The asylum centre s school
Pupils at the asylum centre school are divided by age: teenagers in one room and young children in another Keystone

Children at a Zurich asylum centre don’t pack their rucksacks and head off to the local school each day like other kids – they’re taught in a rented space, turned into a classroom just for asylum seekers, while their family waits for a decision on their future.


“Bär, Bärrrrr.” Three children sit cross-legged on the floor of a classroom, looking at a picture of a bear with their teacher. Although they are learning how to say the German word for the animal, their mother-tongue is Arabic.

These children could spend almost five months attending the special classes held near the Juch asylum centre, on an industrial estate on the outskirts of Zurich.

The pupils are part of a trial fast-track asylum process that has been running in Zurich since January 2014. The aim is to process straightforward applications within 140 days.

The test project will run until September 2015. If it is judged to be a success it could be used to help the government cut processing times nationwide.

The goal for the children at this particular centre is to try and keep up with their education and get used to being in a Swiss classroom, in case their parents’ application is accepted.

“They haven’t all been to school before, they can’t all write and some are six- or seven-years old already. They do have to slowly get started,” Gynna Zuberbühler, one of the centre’s two teachers, told swissinfo.ch as she leafed through an animal picture book with the younger group of the current students.

“German is definitely the priority…lots is learnt through play with the little ones, but there are also simple writing exercises.”

In January a government pilot project was started to see if the time taken to process asylum applications could be slashed. So long as cases are handled thoroughly and fairly, general opinion in the field is that it is better for asylum seekers and their host countries if the time taken is as short as possible.

The aim is to process cases within 140 days or nearly five months. To help this process, asylum seekers are given free legal advice, to assist them in getting their case folder in order and obtaining the required evidence and documentation.

Five months into the pilot project, at the start of June, the government gave an assessment of progress so far. More cases had been handled than expected: 669 cases began the faster procedure and decisions were taken in 319 of them.
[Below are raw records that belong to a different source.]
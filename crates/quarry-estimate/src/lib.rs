//! Payload size estimation and transfer chunk planning for quarry.
//!
//! Data providers serve bulk requests far better than one request per
//! stream, but very large bulk requests time out. This crate sizes bulk
//! requests:
//!
//! - [`SampleRateTable`] - Nominal sample rate per channel band code
//! - [`PayloadEstimator`] - Estimated transfer size of a stream over a window
//! - [`ChunkPlanner`] - Groups work items into size-bounded [`Chunk`]s

#![doc(issue_tracker_base_url = "https://github.com/factordynamics/quarry/issues/")]
#![cfg_attr(docsrs, feature(doc_cfg, doc_auto_cfg))]
#![warn(missing_docs)]
#![forbid(unsafe_code)]

mod chunk;
mod data;
mod estimator;

pub use chunk::{Chunk, ChunkPlanner, DEFAULT_CHUNK_SIZE_BYTES};
pub use data::SampleRateTable;
pub use estimator::PayloadEstimator;
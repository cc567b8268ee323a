//! Time intervals and channels.

use std::path::{Path, PathBuf};

use chrono::{DateTime, TimeDelta, Utc};

use crate::{IntervalError, Status, StreamId, TransitionError};

/// The smallest unit of work: one stream over one time window.
///
/// The bounds are fixed at construction. The destination path and status
/// change only through the checked transitions below.
#[derive(Debug, Clone, PartialEq, Eq)]
pub struct TimeInterval {
    start: DateTime<Utc>,
    end: DateTime<Utc>,
    path: Option<PathBuf>,
    status: Status,
}

impl TimeInterval {
    /// Creates a new interval with status [`Status::None`].
    ///
    /// # Errors
    ///
    /// Returns an error if start > end.
    pub fn new(start: DateTime<Utc>, end: DateTime<Utc>) -> Result<Self, IntervalError> {
        if start > end {
            return Err(IntervalError::Inverted { start, end });
        }
        Ok(Self {
            start,
            end,
            path: None,
            status: Status::None,
        })
    }

    /// Returns the interval start.
    #[must_use]
    pub const fn start(&self) -> DateTime<Utc> {
        self.start
    }

    /// Returns the interval end.
    #[must_use]
    pub const fn end(&self) -> DateTime<Utc> {
        self.end
    }

    /// Returns the interval length.
    #[must_use]
    pub fn duration(&self) -> TimeDelta {
        self.end - self.start
    }

    /// Returns the interval length in (fractional) seconds.
    #[must_use]
    pub fn duration_seconds(&self) -> f64 {
        self.duration().num_milliseconds() as f64 / 1000.0
    }

    /// Returns the destination path, if one has been assigned.
    #[must_use]
    pub fn path(&self) -> Option<&Path> {
        self.path.as_deref()
    }

    /// Returns the current status.
    #[must_use]
    pub const fn status(&self) -> Status {
        self.status
    }

    /// Assigns a planning status and destination path.
    ///
    /// # Errors
    ///
    /// Returns an error if `status` is not a planning status or if the
    /// interval already carries a download outcome.
    pub fn plan(&mut self, status: Status, path: Option<PathBuf>) -> Result<(), TransitionError> {
        if !status.is_planned() {
            return Err(TransitionError {
                from: self.status,
                to: status,
            });
        }
        self.status.check_transition(status)?;
        self.status = status;
        self.path = path;
        Ok(())
    }

    /// Records the outcome of a download attempt.
    ///
    /// # Errors
    ///
    /// Returns an error unless the interval is [`Status::NeedsDownloading`]
    /// and `outcome` is one of the download outcomes.
    pub fn finish(&mut self, outcome: Status) -> Result<(), TransitionError> {
        if self.status != Status::NeedsDownloading || !outcome.is_download_outcome() {
            return Err(TransitionError {
                from: self.status,
                to: outcome,
            });
        }
        self.status = outcome;
        Ok(())
    }
}

impl std::fmt::Display for TimeInterval {
    fn fmt(&self, f: &mut std::fmt::Formatter<'_>) -> std::fmt::Result {
        write!(f, "TimeInterval({} - {}", self.start, self.end)?;
        if let Some(path) = &self.path {
            write!(f, ", {}", path.display())?;
        }
        write!(f, ", {})", self.status)
    }
}

/// All intervals requested for one location/channel code.
#[derive(Debug, Clone, PartialEq, Eq)]
pub struct Channel {
    location: String,
    code: String,
    intervals: Vec<TimeInterval>,
}

impl Channel {
    /// Creates a channel, ordering the intervals by start time.
    ///
    /// # Errors
    ///
    /// Returns an error if any two intervals overlap. Intervals that merely
    /// touch (one ends where the next starts) are accepted.
    pub fn new(
        location: impl Into<String>,
        code: impl Into<String>,
        mut intervals: Vec<TimeInterval>,
    ) -> Result<Self, IntervalError> {
        intervals.sort_by_key(TimeInterval::start);
        for pair in intervals.windows(2) {
            if pair[1].start < pair[0].end {
                return Err(IntervalError::Overlap {
                    first_start: pair[0].start,
                    first_end: pair[0].end,
                    second_start: pair[1].start,
                    second_end: pair[1].end,
                });
            }
        }
        Ok(Self {
            location: location.into(),
            code: code.into(),
            intervals,
        })
    }

    /// Returns the location code.
    #[must_use]
    pub fn location(&self) -> &str {
        &self.location
    }

    /// Returns the channel code.
    #[must_use]
    pub fn code(&self) -> &str {
        &self.code
    }

    /// Returns the intervals ordered by start time.
    #[must_use]
    pub fn intervals(&self) -> &[TimeInterval] {
        &self.intervals
    }

    /// Returns mutable access to the intervals.
    ///
    /// A slice is handed out so the ordering cannot be disturbed.
    pub fn intervals_mut(&mut self) -> &mut [TimeInterval] {
        &mut self.intervals
    }

    /// Builds the stream identity of this channel at the given station.
    #[must_use]
    pub fn stream_id(&self, network: &str, station: &str) -> StreamId {
        StreamId::new(network, station, &self.location, &self.code)
    }
}

impl std::fmt::Display for Channel {
    fn fmt(&self, f: &mut std::fmt::Formatter<'_>) -> std::fmt::Result {
        write!(f, "Channel '{}.{}':", self.location, self.code)?;
        for interval in &self.intervals {
            write!(f, "\n\t{interval}")?;
        }
        Ok(())
    }
}
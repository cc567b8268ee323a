//! Time-series acquisition orchestration across federated data providers.
//!
//! This is a facade crate that re-exports functionality from the quarry
//! workspace crates for convenient access.
//!
//! # Quick Start
//!
//! ```ignore
//! use std::sync::Arc;
//! use quarry_lib::prelude::*;
//!
//! #[tokio::main]
//! async fn main() -> std::result::Result<(), Box<dyn std::error::Error>> {
//!     let restrictions = Restrictions::new(start, end)?.with_network("XX");
//!     let mut orchestrator = ProviderOrchestrator::new(
//!         Arc::new(my_provider),
//!         Arc::new(restrictions),
//!         Arc::new(GlobalDomain),
//!         Arc::new(DirectoryResolver::with_default_root()),
//!         Arc::new(my_reader),
//!         OrchestratorConfig::default(),
//!     )?;
//!
//!     orchestrator.get_availability().await;
//!     orchestrator.prepare_download()?;
//!     let stats = orchestrator.download().await;
//!     println!("{stats}");
//!
//!     Ok(())
//! }
//! ```

#![doc(issue_tracker_base_url = "https://github.com/factordynamics/quarry/issues/")]
#![cfg_attr(docsrs, feature(doc_cfg, doc_auto_cfg))]
#![warn(missing_docs)]
#![forbid(unsafe_code)]

// Re-export core types
pub use quarry_types::*;

// Re-export estimation
pub use quarry_estimate::{
    Chunk, ChunkPlanner, DEFAULT_CHUNK_SIZE_BYTES, PayloadEstimator, SampleRateTable,
};

// Re-export per-provider orchestration
#[cfg(feature = "fetch")]
pub use quarry_fetch::{
    AvailabilityMode, AvailabilitySupport, BulkItem, ChannelInventory, DataAvailability,
    DataProvider, DownloadStats, Inventory, InventoryQuery, NetworkInventory, OrchestratorConfig,
    PriorityError, PriorityList, ProviderError, ProviderOrchestrator, StationInventory,
    TraceHeader, TraceReadError, TraceReader, qc,
};

// Re-export routing
#[cfg(feature = "route")]
pub use quarry_route::{
    BulkLine, CombineError, CombinedRoutes, CombinerConfig, MultiProviderCombiner, RequestKind,
    ResolvedRoutes, Route, RouteError, RouteExecutor, RouteMap, RouteProvider, RouteRequest,
    TransferOptions, normalize_endpoint,
};

/// Prelude module for convenient imports.
///
/// ```
/// use quarry_lib::prelude::*;
/// ```
pub mod prelude {
    pub use quarry_types::{
        CircularDomain, DirectoryResolver, Domain, GlobalDomain, PathResolver, RectangularDomain,
        Restrictions, Station, Status, StoragePath, StreamId,
    };

    #[cfg(feature = "fetch")]
    pub use quarry_fetch::{
        DataProvider, DownloadStats, OrchestratorConfig, ProviderError, ProviderOrchestrator,
        TraceHeader, TraceReader,
    };

    #[cfg(feature = "route")]
    pub use quarry_route::{
        CombineError, MultiProviderCombiner, RouteExecutor, RouteProvider, RouteRequest,
    };
}
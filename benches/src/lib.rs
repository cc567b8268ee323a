//! Benchmark utilities for quarry.

use chrono::{DateTime, TimeDelta, TimeZone, Utc};
use quarry_estimate::PayloadEstimator;
use quarry_types::StreamId;

/// Channel codes cycled through by synthetic workloads.
pub const CHANNELS: [&str; 9] = [
    "HHZ", "HHN", "HHE", "BHZ", "BHN", "BHE", "LHZ", "LHN", "LHE",
];

/// A synthetic download workload.
#[derive(Debug, Clone, Copy)]
pub struct Workload {
    /// Number of stations.
    pub stations: usize,
    /// Channels per station, taken from [`CHANNELS`].
    pub channels_per_station: usize,
    /// Sub-windows per channel.
    pub intervals_per_channel: usize,
    /// Length of each sub-window.
    pub interval: TimeDelta,
}

impl Workload {
    /// Returns the total number of intervals.
    pub const fn len(&self) -> usize {
        self.stations * self.channels_per_station * self.intervals_per_channel
    }

    /// Returns true if the workload has no intervals.
    pub const fn is_empty(&self) -> bool {
        self.len() == 0
    }

    fn origin() -> DateTime<Utc> {
        Utc.with_ymd_and_hms(2024, 1, 1, 0, 0, 0)
            .single()
            .unwrap_or_default()
    }

    /// Generates `(stream, start, end)` triples in station/channel/time order.
    pub fn intervals(&self) -> Vec<(StreamId, DateTime<Utc>, DateTime<Utc>)> {
        let mut out = Vec::with_capacity(self.len());
        for station in 0..self.stations {
            let code = format!("S{station:04}");
            for channel in CHANNELS.iter().cycle().take(self.channels_per_station) {
                let stream = StreamId::new("XX", code.clone(), "", *channel);
                for i in 0..self.intervals_per_channel {
                    let start = Self::origin() + self.interval * i as i32;
                    out.push((stream.clone(), start, start + self.interval));
                }
            }
        }
        out
    }

    /// Generates `(stream, estimated_bytes)` pairs ready for chunk planning.
    pub fn estimated(&self, estimator: &PayloadEstimator) -> Vec<(StreamId, f64)> {
        self.intervals()
            .into_iter()
            .map(|(stream, start, end)| {
                let seconds = (end - start).num_milliseconds() as f64 / 1000.0;
                let bytes = estimator.estimate_bytes(&stream.channel, seconds);
                (stream, bytes)
            })
            .collect()
    }
}
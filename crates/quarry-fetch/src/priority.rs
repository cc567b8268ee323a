//! Wildcard priority tiers for channel and location codes.

use regex::Regex;
use thiserror::Error;

/// A priority pattern could not be compiled.
#[derive(Error, Debug)]
#[error("Invalid priority pattern '{pattern}': {source}")]
pub struct PriorityError {
    /// The offending wildcard pattern.
    pub pattern: String,
    /// The underlying regex error.
    pub source: regex::Error,
}

/// Ordered wildcard patterns, best tier first.
///
/// Patterns use shell wildcards: `*` matches any run, `?` any single
/// character, `[ZNE]` a set and `[!ZNE]` its complement.
#[derive(Debug, Clone)]
pub struct PriorityList {
    tiers: Vec<Regex>,
}

impl PriorityList {
    /// Compiles the given patterns.
    ///
    /// # Errors
    ///
    /// Returns an error if a pattern does not compile.
    pub fn new<S: AsRef<str>>(patterns: &[S]) -> Result<Self, PriorityError> {
        let tiers = patterns
            .iter()
            .map(|p| {
                let pattern = p.as_ref();
                Regex::new(&wildcard_to_regex(pattern)).map_err(|source| PriorityError {
                    pattern: pattern.to_string(),
                    source,
                })
            })
            .collect::<Result<_, _>>()?;
        Ok(Self { tiers })
    }

    /// Returns true if there are no tiers, which disables filtering.
    #[must_use]
    pub fn is_empty(&self) -> bool {
        self.tiers.is_empty()
    }

    /// Returns the best tier index matching `code`.
    #[must_use]
    pub fn rank(&self, code: &str) -> Option<usize> {
        self.tiers.iter().position(|tier| tier.is_match(code))
    }

    /// Keeps only the items at the best tier present.
    ///
    /// Items matching no tier are dropped. All items sharing the best tier
    /// are kept, in input order. An empty list keeps everything.
    pub fn filter<T, F>(&self, items: Vec<T>, key: F) -> Vec<T>
    where
        F: Fn(&T) -> &str,
    {
        if self.is_empty() {
            return items;
        }

        let ranked: Vec<_> = items
            .into_iter()
            .map(|item| (self.rank(key(&item)), item))
            .collect();
        let Some(best) = ranked.iter().filter_map(|(rank, _)| *rank).min() else {
            return Vec::new();
        };

        ranked
            .into_iter()
            .filter(|(rank, _)| *rank == Some(best))
            .map(|(_, item)| item)
            .collect()
    }
}

/// Translates a shell wildcard into an anchored regular expression.
fn wildcard_to_regex(pattern: &str) -> String {
    let chars: Vec<char> = pattern.chars().collect();
    let mut out = String::from("^");
    let mut i = 0;

    while i < chars.len() {
        match chars[i] {
            '*' => out.push_str(".*"),
            '?' => out.push('.'),
            '[' => {
                // A class ends at the first ']' that is not its first member.
                let mut j = i + 1;
                if chars.get(j) == Some(&'!') {
                    j += 1;
                }
                if chars.get(j) == Some(&']') {
                    j += 1;
                }
                while j < chars.len() && chars[j] != ']' {
                    j += 1;
                }

                if j >= chars.len() {
                    out.push_str(r"\[");
                } else {
                    out.push('[');
                    let mut k = i + 1;
                    if chars[k] == '!' {
                        out.push('^');
                        k += 1;
                    } else if chars[k] == '^' {
                        out.push_str(r"\^");
                        k += 1;
                    }
                    for &c in &chars[k..j] {
                        if matches!(c, '\\' | '[' | ']' | '&' | '~') {
                            out.push('\\');
                        }
                        out.push(c);
                    }
                    out.push(']');
                    i = j;
                }
            }
            c => out.push_str(&regex::escape(&c.to_string())),
        }
        i += 1;
    }

    out.push('$');
    out
}
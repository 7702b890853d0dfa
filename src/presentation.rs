//! Notification-area indicator
//!
//! [`TrayPresenter`] keeps a two-state indicator (headphones / speakers) in sync
//! with the system default playback device. It owns no device logic: on every
//! change notification it re-queries the directory and re-renders.
//!
//! Unlike the toggle, the headphones check here is an exact, unnormalized
//! comparison against the configured value.

use std::cell::RefCell;
use std::rc::Rc;
use tracing::{debug, warn};

use crate::device::{DeviceDirectory, DeviceRole};
use crate::events::{AppEvent, EventBus, SubscriptionId};

/// Which icon the indicator shows
#[derive(Debug, Clone, Copy, PartialEq, Eq)]
pub enum IndicatorState {
    ShowingHeadphonesIcon,
    ShowingSpeakersIcon,
}

impl IndicatorState {
    /// `FreeDesktop` icon name for this state
    #[must_use]
    pub fn icon_name(self) -> &'static str {
        match self {
            Self::ShowingHeadphonesIcon => "audio-headphones",
            Self::ShowingSpeakersIcon => "audio-speakers",
        }
    }

    #[must_use]
    pub fn label(self) -> &'static str {
        match self {
            Self::ShowingHeadphonesIcon => "Headphones",
            Self::ShowingSpeakersIcon => "Speakers",
        }
    }
}

/// Rendering surface for the indicator
pub trait Indicator {
    fn set_tooltip(&mut self, text: &str);
    fn show_state(&mut self, state: IndicatorState);
    fn set_visible(&mut self, visible: bool);
    /// Release the underlying resource; no calls follow
    fn dispose(&mut self);
}

pub struct TrayPresenter {
    title: String,
    headphones: Option<String>,
    directory: Rc<dyn DeviceDirectory>,
    indicator: Box<dyn Indicator>,
    state: Option<IndicatorState>,
    subscription: Option<SubscriptionId>,
}

impl TrayPresenter {
    /// `headphones` is the configured headphones value; when absent every
    /// device renders as speakers.
    pub fn new(
        title: impl Into<String>,
        headphones: Option<String>,
        directory: Rc<dyn DeviceDirectory>,
        indicator: Box<dyn Indicator>,
    ) -> Self {
        Self {
            title: title.into(),
            headphones,
            directory,
            indicator,
            state: None,
            subscription: None,
        }
    }

    /// Set the tooltip and compute the initial state
    pub fn bind(&mut self) {
        self.indicator.set_tooltip(&self.title);
        self.refresh();
    }

    pub fn show(&mut self) {
        self.indicator.set_visible(true);
    }

    /// Current state; `None` until a query has succeeded
    #[must_use]
    pub fn state(&self) -> Option<IndicatorState> {
        self.state
    }

    /// Re-query the default device and re-render
    ///
    /// A failed query keeps the previous state.
    pub fn refresh(&mut self) {
        let device = match self.directory.default_device(DeviceRole::Multimedia) {
            Ok(device) => device,
            Err(e) => {
                warn!("Could not query default device for indicator: {}", e);
                return;
            }
        };

        let state = if self.headphones.as_deref() == Some(device.name.as_str()) {
            IndicatorState::ShowingHeadphonesIcon
        } else {
            IndicatorState::ShowingSpeakersIcon
        };

        debug!("Indicator: '{}' → {:?}", device.name, state);
        self.state = Some(state);
        self.indicator.show_state(state);
    }

    /// Bind `presenter` and route default-device changes to it
    pub fn attach(presenter: &Rc<RefCell<Self>>, bus: &EventBus) {
        presenter.borrow_mut().bind();
        let target = Rc::clone(presenter);
        let id = bus.subscribe(AppEvent::DefaultDeviceChanged, move |_| {
            target.borrow_mut().refresh();
        });
        presenter.borrow_mut().subscription = Some(id);
    }

    /// Stop reacting to device changes
    pub fn detach(&mut self, bus: &EventBus) {
        if let Some(id) = self.subscription.take() {
            bus.unsubscribe(id);
        }
    }
}

impl Drop for TrayPresenter {
    fn drop(&mut self) {
        self.indicator.dispose();
    }
}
Asylum was granted to 44 of the cases.

To put those numbers into context – the Swiss authorities received 21,465 applications in 2013, according to the Federal Migration Office.
The test project will run until September 2015.

As the length of time their parents will wait for a decision is short in the context of a school year, Switzerland is trialling teaching the children purely within the Juch centre, and not enrolling them in local schools.

Classes which keep the children solely within an asylum centre have been going on since the 1990s, but are relatively rare.

They have to attend classes somehow, as the UN Convention on the rights of the child sets out that all children have the right to education.

“The children’s access to education might have been disrupted if they have been on the road for a while, if they have been in a country at war, like Syria at the moment,” Hélène Soupios-David, project officer at the European Council on Refugees and Exiles (ECRE) told swissinfo.ch.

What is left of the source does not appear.